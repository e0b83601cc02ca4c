use std::collections::BTreeMap;
use std::fs::OpenOptions;
use std::io::Write;
use std::path::Path;
use std::path::PathBuf;

use serde::de::DeserializeOwned;
use serde::Deserialize;
use serde::Serialize;
use serde_json::Value;

use crate::actions::PersistScope;
use crate::catalog::ThemeKey;
use crate::fader;
use crate::state::AppState;
use crate::state::AppTab;
use crate::state::Favourites;
use crate::state::LogLevel;
use crate::state::LogSource;
use crate::state::RankedSelection;

pub const KEY_MODE: &str = "csb:mode";
pub const KEY_SELECTED: &str = "csb:selected";
pub const KEY_LEVELS: &str = "csb:levels";
pub const KEY_WHEEL: &str = "soundboard_dominant_themes_v1";
pub const KEY_FAVOURITES: &str = "soundboard_theme_question_favourites_v1";

/// Device-local key/value storage holding one JSON document per key.
pub trait StateStore {
    fn read(&self, key: &str) -> std::io::Result<Option<String>>;
    fn write(&mut self, key: &str, value: &str) -> std::io::Result<()>;
}

/// One `<key>.json` file per key under a directory.
#[derive(Debug)]
pub struct FileStateStore {
    dir: PathBuf,
}

impl FileStateStore {
    pub fn open(dir: impl AsRef<Path>) -> std::io::Result<Self> {
        let dir = dir.as_ref().to_path_buf();
        std::fs::create_dir_all(&dir)?;
        Ok(Self { dir })
    }

    pub fn dir(&self) -> &Path {
        &self.dir
    }

    pub fn path_for(&self, key: &str) -> PathBuf {
        let file_name: String = key
            .chars()
            .map(|c| {
                if c.is_ascii_alphanumeric() || c == '_' || c == '-' {
                    c
                } else {
                    '_'
                }
            })
            .collect();
        self.dir.join(format!("{file_name}.json"))
    }
}

impl StateStore for FileStateStore {
    fn read(&self, key: &str) -> std::io::Result<Option<String>> {
        let path = self.path_for(key);
        if !path.exists() {
            return Ok(None);
        }
        std::fs::read_to_string(path).map(Some)
    }

    fn write(&mut self, key: &str, value: &str) -> std::io::Result<()> {
        let path = self.path_for(key);
        let tmp = path.with_extension("json.tmp");
        let mut opts = OpenOptions::new();
        opts.create(true).write(true).truncate(true);
        #[cfg(unix)]
        {
            use std::os::unix::fs::OpenOptionsExt;
            opts.mode(0o600);
        }
        let mut file = opts.open(&tmp)?;
        file.write_all(value.as_bytes())?;
        file.flush()?;
        drop(file);
        std::fs::rename(tmp, path)
    }
}

#[derive(Debug, Default, Clone)]
pub struct MemoryStateStore {
    entries: BTreeMap<String, String>,
}

impl MemoryStateStore {
    pub fn get(&self, key: &str) -> Option<&str> {
        self.entries.get(key).map(String::as_str)
    }

    pub fn insert(&mut self, key: &str, value: &str) {
        self.entries.insert(key.to_string(), value.to_string());
    }
}

impl StateStore for MemoryStateStore {
    fn read(&self, key: &str) -> std::io::Result<Option<String>> {
        Ok(self.entries.get(key).cloned())
    }

    fn write(&mut self, key: &str, value: &str) -> std::io::Result<()> {
        self.entries.insert(key.to_string(), value.to_string());
        Ok(())
    }
}

/// Stored shape of the wheel. Keys are kept as strings so one unknown entry
/// only empties its slot instead of discarding the whole wheel.
#[derive(Debug, Clone, PartialEq, Eq, Serialize, Deserialize)]
#[serde(rename_all = "camelCase")]
pub struct PersistedWheel {
    pub slots: Vec<Option<String>>,
    #[serde(default = "default_true")]
    pub show_domain_colours: bool,
}

fn default_true() -> bool {
    true
}

/// Loads every persisted slice into `state`. Anything unreadable keeps its
/// default and leaves a warning in the activity log.
pub fn hydrate_state(state: &mut AppState, store: &dyn StateStore) {
    if let Some(tab) = load::<AppTab>(state, store, KEY_MODE) {
        state.routing.tab = tab;
    }

    if let Some(raw) = load::<Vec<Value>>(state, store, KEY_SELECTED) {
        let keys: Vec<ThemeKey> = raw
            .iter()
            .filter_map(|value| value.as_str().and_then(ThemeKey::from_key))
            .collect();
        let capacity = state.soundboard.selection.capacity();
        state.soundboard.selection = RankedSelection::compact_from_keys(capacity, &keys);
    }

    if let Some(raw) = load::<BTreeMap<String, Value>>(state, store, KEY_LEVELS) {
        for (key, value) in raw {
            if let (Some(key), Some(level)) = (ThemeKey::from_key(&key), value.as_f64()) {
                state.soundboard.levels.set(key, fader::clamp_level(level));
            }
        }
    }
    let selected = state.soundboard.selection.keys();
    state.soundboard.levels.ensure_all(&selected);

    if let Some(wheel) = load::<PersistedWheel>(state, store, KEY_WHEEL) {
        let slots: Vec<Option<ThemeKey>> = wheel
            .slots
            .iter()
            .map(|slot| slot.as_deref().and_then(ThemeKey::from_key))
            .collect();
        let capacity = state.wheel.selection.capacity();
        state.wheel.selection = RankedSelection::ranked_from_slots(capacity, &slots);
        state.wheel.show_domain_colours = wheel.show_domain_colours;
    }

    if let Some(favourites) = load::<Favourites>(state, store, KEY_FAVOURITES) {
        state.favourites = favourites;
    }

    tracing::debug!(
        tab = state.routing.tab.label(),
        soundboard = state.soundboard.selection.count(),
        wheel = state.wheel.selection.count(),
        "hydrated state"
    );
}

fn load<T: DeserializeOwned>(
    state: &mut AppState,
    store: &dyn StateStore,
    key: &str,
) -> Option<T> {
    let raw = match store.read(key) {
        Ok(Some(raw)) => raw,
        Ok(None) => return None,
        Err(err) => {
            tracing::warn!(key, error = %err, "failed to read persisted state");
            state.log(
                LogLevel::Warn,
                LogSource::Store,
                format!("Could not read {key}: {err}"),
            );
            return None;
        }
    };
    match serde_json::from_str::<T>(&raw) {
        Ok(value) => Some(value),
        Err(err) => {
            tracing::warn!(key, error = %err, "ignoring malformed persisted state");
            state.log(
                LogLevel::Warn,
                LogSource::Store,
                format!("Ignored malformed {key}; using defaults"),
            );
            None
        }
    }
}

/// Serialised value for each store key of `scope`.
pub fn persisted_entries(
    state: &AppState,
    scope: PersistScope,
) -> serde_json::Result<Vec<(&'static str, String)>> {
    let entries = match scope {
        PersistScope::Mode => vec![(KEY_MODE, serde_json::to_string(&state.routing.tab)?)],
        PersistScope::Soundboard => vec![
            (
                KEY_SELECTED,
                serde_json::to_string(&state.soundboard.selection.keys())?,
            ),
            (KEY_LEVELS, serde_json::to_string(&state.soundboard.levels)?),
        ],
        PersistScope::Wheel => {
            let wheel = PersistedWheel {
                slots: state
                    .wheel
                    .selection
                    .slots()
                    .iter()
                    .map(|slot| slot.map(|key| key.as_str().to_string()))
                    .collect(),
                show_domain_colours: state.wheel.show_domain_colours,
            };
            vec![(KEY_WHEEL, serde_json::to_string(&wheel)?)]
        }
        PersistScope::Favourites => {
            vec![(KEY_FAVOURITES, serde_json::to_string(&state.favourites)?)]
        }
    };
    Ok(entries)
}

pub fn persist_state(
    state: &AppState,
    store: &mut dyn StateStore,
    scope: PersistScope,
) -> std::io::Result<()> {
    let entries = persisted_entries(state, scope)
        .map_err(|err| std::io::Error::other(format!("serialize: {err}")))?;
    for (key, value) in entries {
        store.write(key, &value)?;
    }
    Ok(())
}

pub fn persist_all(state: &AppState, store: &mut dyn StateStore) -> std::io::Result<()> {
    for scope in [
        PersistScope::Mode,
        PersistScope::Soundboard,
        PersistScope::Wheel,
        PersistScope::Favourites,
    ] {
        persist_state(state, store, scope)?;
    }
    Ok(())
}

» WORK TO BE COMPLETED
Where a line above holds the word "MemoryStateStore", copy it.

» TASK RESPONSE
pub struct MemoryStateStore {
impl MemoryStateStore {
impl StateStore for MemoryStateStore {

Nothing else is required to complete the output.